PostgreSQL database synchronous streaming replication source code analysis

I have searched some posts on the Internet before, and the big guys usually click on it. Recently, I tried to record the code that I analyzed, and I hope I can write it in as much detail as possible.

Synchronous streaming replication provides different levels of transaction reliability by configuring the synchronous_commit parameter:

off means that there is no need to wait for the local wal to persist when committing

local means that you need to wait for the wal persistence of the local database when committing

remote_write indicates that the commit needs to wait for the local wal log to persist, and the sync standby node needs to write the received log into the wal buffer

on means that the commit needs to wait for the local wal log to persist, and the wal of the sync standby node needs to be persisted

remote_apply indicates that you need to wait for the local wal log to persist, and you need to replay the wal log of the standby node

It can be seen that the reliability level in synchronous streaming replication mode is at least remote_write.

Then we will discuss the synchronous streaming replication process in detail:

The example shown in the figure is a synchronous stream replication cluster with one master and three backups. There are three client connections. For each slave database receiver process, there will be a unique sender process corresponding to it.

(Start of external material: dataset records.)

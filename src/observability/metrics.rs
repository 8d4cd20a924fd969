// Metrics for the analysis channel
//
// Counters, gauges, and histograms for:
// - Submissions and their outcomes (completed, script fault, channel fault)
// - Worker lifecycle (boots, boot failures, forced terminations)
// - Boot latency and execution duration

use std::sync::atomic::{AtomicU64, Ordering};
use std::sync::Arc;
use std::time::Duration;

use crate::core::types::ExecutionResult;

/// Counter metric (monotonically increasing)
#[derive(Debug)]
pub struct Counter {
    value: AtomicU64,
}

impl Counter {
    pub fn new() -> Self {
        Self {
            value: AtomicU64::new(0),
        }
    }

    pub fn inc(&self) {
        self.value.fetch_add(1, Ordering::Relaxed);
    }

    pub fn add(&self, delta: u64) {
        self.value.fetch_add(delta, Ordering::Relaxed);
    }

    pub fn get(&self) -> u64 {
        self.value.load(Ordering::Relaxed)
    }
}

impl Default for Counter {
    fn default() -> Self {
        Self::new()
    }
}

/// Gauge metric (can go up or down)
#[derive(Debug)]
pub struct Gauge {
    value: AtomicU64,
}

impl Gauge {
    pub fn new() -> Self {
        Self {
            value: AtomicU64::new(0),
        }
    }

    pub fn inc(&self) {
        self.value.fetch_add(1, Ordering::Relaxed);
    }

    pub fn dec(&self) {
        // Saturate at zero: a forced stop can race a completed run.
        let _ = self
            .value
            .fetch_update(Ordering::Relaxed, Ordering::Relaxed, |v| Some(v.saturating_sub(1)));
    }

    pub fn get(&self) -> u64 {
        self.value.load(Ordering::Relaxed)
    }
}

impl Default for Gauge {
    fn default() -> Self {
        Self::new()
    }
}

/// Histogram bucket for latency tracking
#[derive(Debug)]
pub struct HistogramBucket {
    pub le: f64, // upper bound in seconds
    pub count: AtomicU64,
}

/// Histogram metric for latency/duration tracking
#[derive(Debug)]
pub struct Histogram {
    buckets: Vec<HistogramBucket>,
    sum: AtomicU64, // microseconds
    count: AtomicU64,
}

impl Histogram {
    /// Histogram with latency buckets from 1ms to 60s
    pub fn new_latency() -> Self {
        let bucket_bounds = vec![
            0.001, 0.005, 0.01, 0.025, 0.05, 0.1, 0.25, 0.5, 1.0, 2.5, 5.0, 10.0, 30.0, 60.0,
        ];

        let buckets = bucket_bounds
            .into_iter()
            .map(|le| HistogramBucket {
                le,
                count: AtomicU64::new(0),
            })
            .collect();

        Self {
            buckets,
            sum: AtomicU64::new(0),
            count: AtomicU64::new(0),
        }
    }

    pub fn observe(&self, value: Duration) {
        let seconds = value.as_secs_f64();
        let micros = value.as_micros() as u64;

        self.sum.fetch_add(micros, Ordering::Relaxed);
        self.count.fetch_add(1, Ordering::Relaxed);

        for bucket in &self.buckets {
            if seconds <= bucket.le {
                bucket.count.fetch_add(1, Ordering::Relaxed);
            }
        }
    }

    pub fn get_count(&self) -> u64 {
        self.count.load(Ordering::Relaxed)
    }

    pub fn get_sum_micros(&self) -> u64 {
        self.sum.load(Ordering::Relaxed)
    }

    #[cfg(test)]
    fn get_bucket_count(&self, le: f64) -> u64 {
        self.buckets
            .iter()
            .find(|b| (b.le - le).abs() < 0.0001)
            .map(|b| b.count.load(Ordering::Relaxed))
            .unwrap_or(0)
    }

    fn export(&self, name: &str, help: &str, output: &mut String) {
        output.push_str(&format!("# HELP {name} {help}\n"));
        output.push_str(&format!("# TYPE {name} histogram\n"));
        for bucket in &self.buckets {
            output.push_str(&format!(
                "{name}_bucket{{le=\"{}\"}} {}\n",
                bucket.le,
                bucket.count.load(Ordering::Relaxed)
            ));
        }
        output.push_str(&format!(
            "{name}_bucket{{le=\"+Inf\"}} {}\n",
            self.get_count()
        ));
        output.push_str(&format!(
            "{name}_sum {}\n",
            self.get_sum_micros() as f64 / 1_000_000.0
        ));
        output.push_str(&format!("{name}_count {}\n", self.get_count()));
    }
}

/// Global metrics registry
#[derive(Debug)]
pub struct MetricsRegistry {
    // Submission outcomes
    pub submissions_total: Counter,
    pub results_completed: Counter,
    pub results_script_fault: Counter,
    pub results_output_truncated: Counter,
    pub channel_faults: Counter,

    // Worker lifecycle
    pub boots_total: Counter,
    pub boot_failures: Counter,
    pub terminations: Counter,

    // Aggregated measurements
    pub ops_total: Counter,
    pub active_runs: Gauge,

    // Latency histograms
    pub boot_latency: Histogram,
    pub execution_duration: Histogram,
}

impl MetricsRegistry {
    pub fn new() -> Self {
        Self {
            submissions_total: Counter::new(),
            results_completed: Counter::new(),
            results_script_fault: Counter::new(),
            results_output_truncated: Counter::new(),
            channel_faults: Counter::new(),

            boots_total: Counter::new(),
            boot_failures: Counter::new(),
            terminations: Counter::new(),

            ops_total: Counter::new(),
            active_runs: Gauge::new(),

            boot_latency: Histogram::new_latency(),
            execution_duration: Histogram::new_latency(),
        }
    }

    /// Record a delivered result
    pub fn record_result(&self, result: &ExecutionResult) {
        self.results_completed.inc();
        if result.error.is_some() {
            self.results_script_fault.inc();
        }
        if result.is_truncated() {
            self.results_output_truncated.inc();
        }
        self.ops_total.add(result.ops);
        self.execution_duration
            .observe(Duration::try_from_secs_f64(result.duration_sec).unwrap_or(Duration::ZERO));
    }

    /// Export metrics in Prometheus text format
    pub fn export_prometheus(&self) -> String {
        let mut output = String::new();

        output.push_str("# HELP greenbox_submissions_total Scripts submitted to the sandbox\n");
        output.push_str("# TYPE greenbox_submissions_total counter\n");
        output.push_str(&format!(
            "greenbox_submissions_total {}\n",
            self.submissions_total.get()
        ));

        output.push_str("# HELP greenbox_results_total Results delivered by outcome\n");
        output.push_str("# TYPE greenbox_results_total counter\n");
        output.push_str(&format!(
            "greenbox_results_total{{outcome=\"completed\"}} {}\n",
            self.results_completed.get()
        ));
        output.push_str(&format!(
            "greenbox_results_total{{outcome=\"script_fault\"}} {}\n",
            self.results_script_fault.get()
        ));
        output.push_str(&format!(
            "greenbox_results_total{{outcome=\"output_truncated\"}} {}\n",
            self.results_output_truncated.get()
        ));

        output.push_str("# HELP greenbox_channel_faults_total Boot failures and crashes\n");
        output.push_str("# TYPE greenbox_channel_faults_total counter\n");
        output.push_str(&format!(
            "greenbox_channel_faults_total {}\n",
            self.channel_faults.get()
        ));

        output.push_str("# HELP greenbox_worker_lifecycle_total Worker boots and kills\n");
        output.push_str("# TYPE greenbox_worker_lifecycle_total counter\n");
        output.push_str(&format!(
            "greenbox_worker_lifecycle_total{{event=\"boot\"}} {}\n",
            self.boots_total.get()
        ));
        output.push_str(&format!(
            "greenbox_worker_lifecycle_total{{event=\"boot_failure\"}} {}\n",
            self.boot_failures.get()
        ));
        output.push_str(&format!(
            "greenbox_worker_lifecycle_total{{event=\"terminate\"}} {}\n",
            self.terminations.get()
        ));

        output.push_str("# HELP greenbox_ops_total Operations counted across all results\n");
        output.push_str("# TYPE greenbox_ops_total counter\n");
        output.push_str(&format!("greenbox_ops_total {}\n", self.ops_total.get()));

        output.push_str("# HELP greenbox_active_runs Submissions awaiting a result\n");
        output.push_str("# TYPE greenbox_active_runs gauge\n");
        output.push_str(&format!("greenbox_active_runs {}\n", self.active_runs.get()));

        self.boot_latency.export(
            "greenbox_boot_latency_seconds",
            "Time from worker spawn to ready",
            &mut output,
        );
        self.execution_duration.export(
            "greenbox_execution_duration_seconds",
            "Script wall time reported by the harness",
            &mut output,
        );

        output
    }
}

impl Default for MetricsRegistry {
    fn default() -> Self {
        Self::new()
    }
}

/// Global metrics instance
static METRICS: once_cell::sync::Lazy<Arc<MetricsRegistry>> =
    once_cell::sync::Lazy::new(|| Arc::new(MetricsRegistry::new()));

/// Get global metrics registry
pub fn get_metrics() -> Arc<MetricsRegistry> {
    Arc::clone(&METRICS)
}

#[cfg(test)]
mod tests {
    use super::*;
    use crate::config::types::OutputIntegrity;

    fn result(error: Option<&str>, ops: u64, integrity: OutputIntegrity) -> ExecutionResult {
        ExecutionResult {
            request_id: None,
            output: String::new(),
            output_integrity: integrity,
            error: error.map(str::to_string),
            ops,
            memory_peak_bytes: 0,
            duration_sec: 0.02,
        }
    }

    #[test]
    fn test_counter() {
        let counter = Counter::new();
        counter.inc();
        counter.add(5);
        assert_eq!(counter.get(), 6);
    }

    #[test]
    fn test_gauge_saturates_at_zero() {
        let gauge = Gauge::new();
        gauge.dec();
        assert_eq!(gauge.get(), 0);
        gauge.inc();
        gauge.inc();
        gauge.dec();
        assert_eq!(gauge.get(), 1);
    }

    #[test]
    fn test_histogram() {
        let histogram = Histogram::new_latency();

        histogram.observe(Duration::from_millis(50));
        histogram.observe(Duration::from_millis(150));
        histogram.observe(Duration::from_secs(20));

        assert_eq!(histogram.get_count(), 3);
        assert_eq!(histogram.get_bucket_count(0.1), 1);
        assert_eq!(histogram.get_bucket_count(0.25), 2);
        assert_eq!(histogram.get_bucket_count(10.0), 2);
        assert_eq!(histogram.get_bucket_count(30.0), 3);
    }

    #[test]
    fn test_record_result() {
        let metrics = MetricsRegistry::new();

        metrics.record_result(&result(None, 10, OutputIntegrity::Complete));
        metrics.record_result(&result(
            Some("ZeroDivisionError: division by zero"),
            3,
            OutputIntegrity::TruncatedByLimit,
        ));

        assert_eq!(metrics.results_completed.get(), 2);
        assert_eq!(metrics.results_script_fault.get(), 1);
        assert_eq!(metrics.results_output_truncated.get(), 1);
        assert_eq!(metrics.ops_total.get(), 13);
        assert_eq!(metrics.execution_duration.get_count(), 2);
    }

    #[test]
    fn test_out_of_range_duration_is_recorded_as_zero() {
        let metrics = MetricsRegistry::new();
        let mut huge = result(None, 1, OutputIntegrity::Complete);
        huge.duration_sec = 1e30;
        metrics.record_result(&huge);

        assert_eq!(metrics.execution_duration.get_count(), 1);
        assert_eq!(metrics.execution_duration.get_sum_micros(), 0);
    }

    #[test]
    fn test_prometheus_export() {
        let metrics = MetricsRegistry::new();
        metrics.submissions_total.inc();
        metrics.record_result(&result(None, 4, OutputIntegrity::Complete));
        metrics.terminations.inc();

        let output = metrics.export_prometheus();

        assert!(output.contains("greenbox_submissions_total 1"));
        assert!(output.contains("greenbox_results_total{outcome=\"completed\"} 1"));
        assert!(output.contains("greenbox_worker_lifecycle_total{event=\"terminate\"} 1"));
        assert!(output.contains("greenbox_ops_total 4"));
        assert!(output.contains("greenbox_execution_duration_seconds_count 1"));
    }

    #[test]
    fn test_global_metrics() {
        let metrics1 = get_metrics();
        let metrics2 = get_metrics();
        assert!(Arc::ptr_eq(&metrics1, &metrics2));
    }
}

1. After the client receives the DML operation, after generating the execution plan through the compiler and the executor, it will start a transaction execution, modify the data in the memory to generate dirty data, and at the same time generate redo in the wal buffer of the memory. For the log, the wal write process is responsible for continuously flushing the redo log to the log file after the transaction is committed.

2. The sender process is responsible for reading the log data falling into the disk into the buffer package and sending it to the standby database. The receiver process continuously writes the log into the wal buffer, and then the wal write of the standby database flushes the log to the disk, waiting for the startup process to fall. The log of the disk is applied in the standby database. After the main database transaction commits, it needs to wait for the reply from the standby database before it can return to the client and continue to work.

(This part will be explained in detail in a later article)

So what if you can't get a reply from the backup database all the time? ?

The primary database will be suspended until the standby database responds. This article mainly talks about how the main library successfully returns to the client after the transaction is committed, which is also the core of synchronous streaming replication.

1. Take the above figure as an example, three backend processes are executed concurrently, and three logs are generated, that is, there are three LSNs, and each sender sends the three logs to the three backup databases respectively. When a transaction is committed, the corresponding backend process is added to the waiting queue.

2. The standby database replies the write or flush location to the main database, updates the write or flush of the corresponding sender, and then traverses the write and flush of each sender process in the sender array when the waiting backend process is released. Point, sort the points, take the smallest LSN, and then compare it with the global LSN. The global LSN records the log that the standby database has written or flushed. A LSN larger than the global value will remove the backend process from the waiting queue. Because the three walsenders are all in the workbench, each sender can release the backend process without waiting for the three senders to complete the release of a backend process at the same time. (Haha, I still think it's wonderful)

) Which one sender can release several backend processes at the same time?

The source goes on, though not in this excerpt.